An excerpt from C&C, Chapter II. Oikonomia:
[…] to begin from the Aristotelian distinction between politics and economics, not so as to historicise what has followed, but in order to recompose the distinction anew, is – in its theoretical and political implications – similar to beginning with the question of discrete identities (such as those of race, class or sexuality) in order to think their intersection.
That is to say, the categorical demarcations result in an impasse – namely, they return, even if in modified form. While there has been a lengthy debate on the methodological and political consequences of extrapolating from, or excluding, or including identities as analytical categories, as Leslie McCall has illustrated, couched in these terms the debate will continue insofar as identities are assumed as a point of departure.
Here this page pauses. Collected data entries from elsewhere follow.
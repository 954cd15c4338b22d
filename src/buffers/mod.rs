//! Device memory arenas.
//!
//! - [`GrowableBuffer`]: a device block that grows by doubling. Growth is
//!   an explicit call ([`GrowableBuffer::reserve`]) that drains the device
//!   first, a plain write never reallocates.
//! - [`MirroredBuffer`]: a CPU-side `Vec<T>` kept in sync with a growable
//!   block. This is what the resource tables store their records in.
//! - [`FrameRing`]: a growable block split into one slot per frame in
//!   flight. Writes go to the current slot, [`FrameRing::advance`] rotates.

mod growable;
mod ring;

pub use growable::{GrowableBuffer, MirroredBuffer};
pub use ring::FrameRing;

/// Capacity after growing `current` until it holds `required` bytes.
///
/// Returns `None` when no growth is needed. Otherwise the capacity doubles,
/// starting from `current` (or one byte for an empty block), until it is at
/// least `required`.
pub fn grown_capacity(current: u64, required: u64) -> Option<u64> {
    if required <= current {
        return None;
    }
    let mut capacity = current.max(1);
    while capacity < required {
        capacity = match capacity.checked_mul(2) {
            Some(doubled) => doubled,
            None => crate::fatal::die(format_args!(
                "cannot grow a {current} byte buffer to {required} bytes"
            )),
        };
    }
    Some(capacity)
}

/// Round `value` up to the next multiple of `alignment`.
pub fn align_up(value: u64, alignment: u64) -> u64 {
    value.next_multiple_of(alignment.max(1))
}
use std::collections::BTreeMap;

use bytemuck::{Pod, Zeroable};

use crate::{
    buffers::MirroredBuffer,
    device::{BufferRole, GraphicsDevice},
};

/// Stable identifier of a material.
///
/// Keys are handed out in increasing order and never reused, even after
/// the material they named was removed.
#[derive(Clone, Copy, Debug, PartialEq, Eq, PartialOrd, Ord, Hash)]
pub struct MaterialKey(u64);

impl MaterialKey {
    pub fn id(self) -> u64 {
        self.0
    }

    /// Key of renderer-owned entities that never reach a material lookup.
    /// Tables hand out keys from zero upwards, so this one is never live.
    pub(crate) fn unassigned() -> MaterialKey {
        MaterialKey(u64::MAX)
    }
}

impl std::fmt::Display for MaterialKey {
    fn fmt(&self, f: &mut std::fmt::Formatter<'_>) -> std::fmt::Result {
        write!(f, "material#{}", self.0)
    }
}

/// How a material's dense index (its position in the device mirror) is
/// derived.
#[derive(Clone, Copy, Debug, Default, PartialEq, Eq)]
pub enum DenseIndexing {
    /// The index is the key's rank among live keys. Removing a material
    /// shifts the index of every material with a larger key down by one.
    Ranked,
    /// Every material owns a dense slot until it is removed. Freed slots
    /// are zeroed and handed to later additions, other materials keep
    /// their index.
    #[default]
    Stable,
}

/// Default material record: texture table indices.
#[repr(C)]
#[derive(Debug, Copy, Clone, Default, PartialEq, Eq, bytemuck::Pod, bytemuck::Zeroable)]
pub struct MaterialData {
    pub albedo: u32,
    pub normal: u32,
    pub specular: u32,
    pub _padding: u32,
}

impl MaterialData {
    pub fn new(albedo: u32, normal: u32, specular: u32) -> Self {
        Self {
            albedo,
            normal,
            specular,
            _padding: 0,
        }
    }
}

#[derive(Debug)]
struct Slot<R> {
    record: R,
    dense: u32,
}

/// Key-ordered material records mirrored into a device buffer.
pub struct MaterialTable<R: Pod, D: GraphicsDevice> {
    indexing: DenseIndexing,
    next_key: u64,
    records: BTreeMap<MaterialKey, Slot<R>>,
    // Stable indexing only: dense slot -> owning key, and the free slots.
    owners: Vec<Option<MaterialKey>>,
    free: Vec<u32>,
    mirror: MirroredBuffer<R, D>,
    dirty: bool,
}

impl<R: Pod, D: GraphicsDevice> MaterialTable<R, D> {
    pub fn new(device: D, indexing: DenseIndexing) -> Self {
        Self {
            indexing,
            next_key: 0,
            records: BTreeMap::new(),
            owners: Vec::new(),
            free: Vec::new(),
            mirror: MirroredBuffer::new(device, BufferRole::Storage, "material_table_buffer"),
            dirty: false,
        }
    }

    pub fn add(&mut self, record: R) -> MaterialKey {
        let key = MaterialKey(self.next_key);
        self.next_key += 1;

        let dense = match self.indexing {
            DenseIndexing::Ranked => 0,
            DenseIndexing::Stable => match self.free.pop() {
                Some(dense) => {
                    self.owners[dense as usize] = Some(key);
                    dense
                }
                None => {
                    self.owners.push(Some(key));
                    self.owners.len() as u32 - 1
                }
            },
        };
        self.records.insert(key, Slot { record, dense });
        self.dirty = true;
        key
    }

    /// Remove a material and return its record. Unknown keys are fatal.
    pub fn remove(&mut self, key: MaterialKey) -> R {
        let Some(slot) = self.records.remove(&key) else {
            crate::fatal::die(format_args!("cannot remove unknown {key}"));
        };
        if self.indexing == DenseIndexing::Stable {
            self.owners[slot.dense as usize] = None;
            self.free.push(slot.dense);
        }
        self.dirty = true;
        slot.record
    }

    pub fn get(&self, key: MaterialKey) -> Option<&R> {
        self.records.get(&key).map(|slot| &slot.record)
    }

    /// Mutable access to a record. The mirror is re-uploaded on the next
    /// [`MaterialTable::sync`].
    pub fn get_mut(&mut self, key: MaterialKey) -> Option<&mut R> {
        let slot = self.records.get_mut(&key)?;
        self.dirty = true;
        Some(&mut slot.record)
    }

    /// Dense index of `key` in the device mirror. Unknown keys are fatal.
    ///
    /// With [`DenseIndexing::Ranked`] this is recomputed on every call, a
    /// value cached before a removal may be stale.
    pub fn index(&self, key: MaterialKey) -> u32 {
        let Some(slot) = self.records.get(&key) else {
            crate::fatal::die(format_args!("no dense index for unknown {key}"));
        };
        match self.indexing {
            DenseIndexing::Ranked => self.records.range(..key).count() as u32,
            DenseIndexing::Stable => slot.dense,
        }
    }

    pub fn contains(&self, key: MaterialKey) -> bool {
        self.records.contains_key(&key)
    }

    pub fn len(&self) -> usize {
        self.records.len()
    }

    pub fn is_empty(&self) -> bool {
        self.records.is_empty()
    }

    pub fn keys(&self) -> impl Iterator<Item = MaterialKey> + '_ {
        self.records.keys().copied()
    }

    pub fn indexing(&self) -> DenseIndexing {
        self.indexing
    }

    /// Records in dense index order, as the device sees them.
    pub fn dense_records(&self) -> Vec<R> {
        match self.indexing {
            DenseIndexing::Ranked => self.records.values().map(|slot| slot.record).collect(),
            DenseIndexing::Stable => self
                .owners
                .iter()
                .map(|owner| match owner {
                    Some(key) => self.records[key].record,
                    None => R::zeroed(),
                })
                .collect(),
        }
    }

    /// Upload the dense mirror if anything changed since the last sync.
    pub fn sync(&mut self) -> bool {
        if !self.dirty {
            return false;
        }
        self.mirror.replace(self.dense_records());
        self.dirty = false;
        true
    }

    pub fn is_dirty(&self) -> bool {
        self.dirty
    }

    pub fn mirror(&self) -> &MirroredBuffer<R, D> {
        &self.mirror
    }

    pub fn buffer(&self) -> &D::Buffer {
        self.mirror.buffer().raw()
    }
}

#[cfg(test)]
mod tests {
    use super::*;
    use crate::device::HostDevice;

    fn table(indexing: DenseIndexing) -> MaterialTable<MaterialData, HostDevice> {
        MaterialTable::new(HostDevice::new(), indexing)
    }

    #[test]
    fn stable_indices_survive_removal() {
        let mut materials = table(DenseIndexing::Stable);
        let a = materials.add(MaterialData::new(1, 0, 0));
        let b = materials.add(MaterialData::new(2, 0, 0));
        let c = materials.add(MaterialData::new(3, 0, 0));
        materials.remove(a);
        assert_eq!(materials.index(b), 1);
        assert_eq!(materials.index(c), 2);

        // the freed slot is reused, holes read as zero until then
        assert_eq!(materials.dense_records()[0], MaterialData::default());
        let d = materials.add(MaterialData::new(4, 0, 0));
        assert_eq!(materials.index(d), 0);
        assert_eq!(materials.dense_records()[0].albedo, 4);
    }

    #[test]
    fn ranked_indices_follow_key_order() {
        let mut materials = table(DenseIndexing::Ranked);
        let keys: Vec<_> = (0..4).map(|i| materials.add(MaterialData::new(i, 0, 0))).collect();
        materials.remove(keys[1]);
        assert_eq!(materials.index(keys[0]), 0);
        assert_eq!(materials.index(keys[2]), 1);
        assert_eq!(materials.index(keys[3]), 2);
        let albedos: Vec<_> = materials.dense_records().iter().map(|m| m.albedo).collect();
        assert_eq!(albedos, vec![0, 2, 3]);
    }

    #[test]
    fn sync_uploads_only_when_dirty() {
        let mut materials = table(DenseIndexing::Stable);
        assert!(!materials.sync());
        let key = materials.add(MaterialData::new(7, 8, 9));
        assert!(materials.sync());
        assert!(!materials.sync());
        materials.get_mut(key).expect("live material").specular = 1;
        assert!(materials.sync());
        assert_eq!(materials.mirror().as_slice()[0].specular, 1);
    }

    #[test]
    #[should_panic(expected = "unknown material#0")]
    fn removing_twice_is_fatal() {
        let mut materials = table(DenseIndexing::Ranked);
        let key = materials.add(MaterialData::default());
        materials.remove(key);
        materials.remove(key);
    }
}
This is in no way to suggest that analysis cannot proceed without reference to the formations of identities, nor that intersectionality studies has not amounted to one of the most interesting shifts in the theorisation of race, sexuality and gender (among other things) of late.
What I would like to argue, however, is that while early versions of intersectionality research had occasion to reference a sociological approach to the question of status in, most notably, the work of Patricia Hill Collins, the pertinence of this lies less in complicating Marx’s binary schema of class divisions with those of status that Weber might have recognised (such as race, sex, age, gender, sexuality, ethnicity, and nation) than in recalling that Weber’s account of status is preoccupied with the question of status and contract, as I noted in the first chapter.
A critical account of contracts has indeed emerged in intersectionality studies or in its wake, most notably: Stanley’s study of wage, slavery and marriage contracts; Kathy Miriam’s analysis of the “Contract for America” and the welfare reforms of 1996, Paul Brodwin’s research on surrogacy contracts; the more recent book by Pateman and Charles W. Mills, Contract and Domination; not to mention the myriad but often implicit discussions of labour contracts in the context of analyses of migration and citizenship.
Even so, I would argue that the question posed by intersectionality approaches, while it remains important, nevertheless restates the terms of a contractualism, such that it tends to proceed by way of expanding the list of identities rather than asking why identification (as a premise of contractualism) as such is so significant to the organisation, recognition and transmission of value, even that construed as literary or (oppositional) political value. The political impasse of such an approach is evident in the constraints of coalition or alliance politics; that is, in the often-explicit turn to the question of which identity might be more oppressed than another, or as with the shift from the phrase ‘gay and lesbian’ to that of LGBTI. This, I would argue, is a version of infinite contractualism, premised on a politics of rights and recognition and, thereby, playing out as either the re-assertion of boundaries or their interminable proliferation. […]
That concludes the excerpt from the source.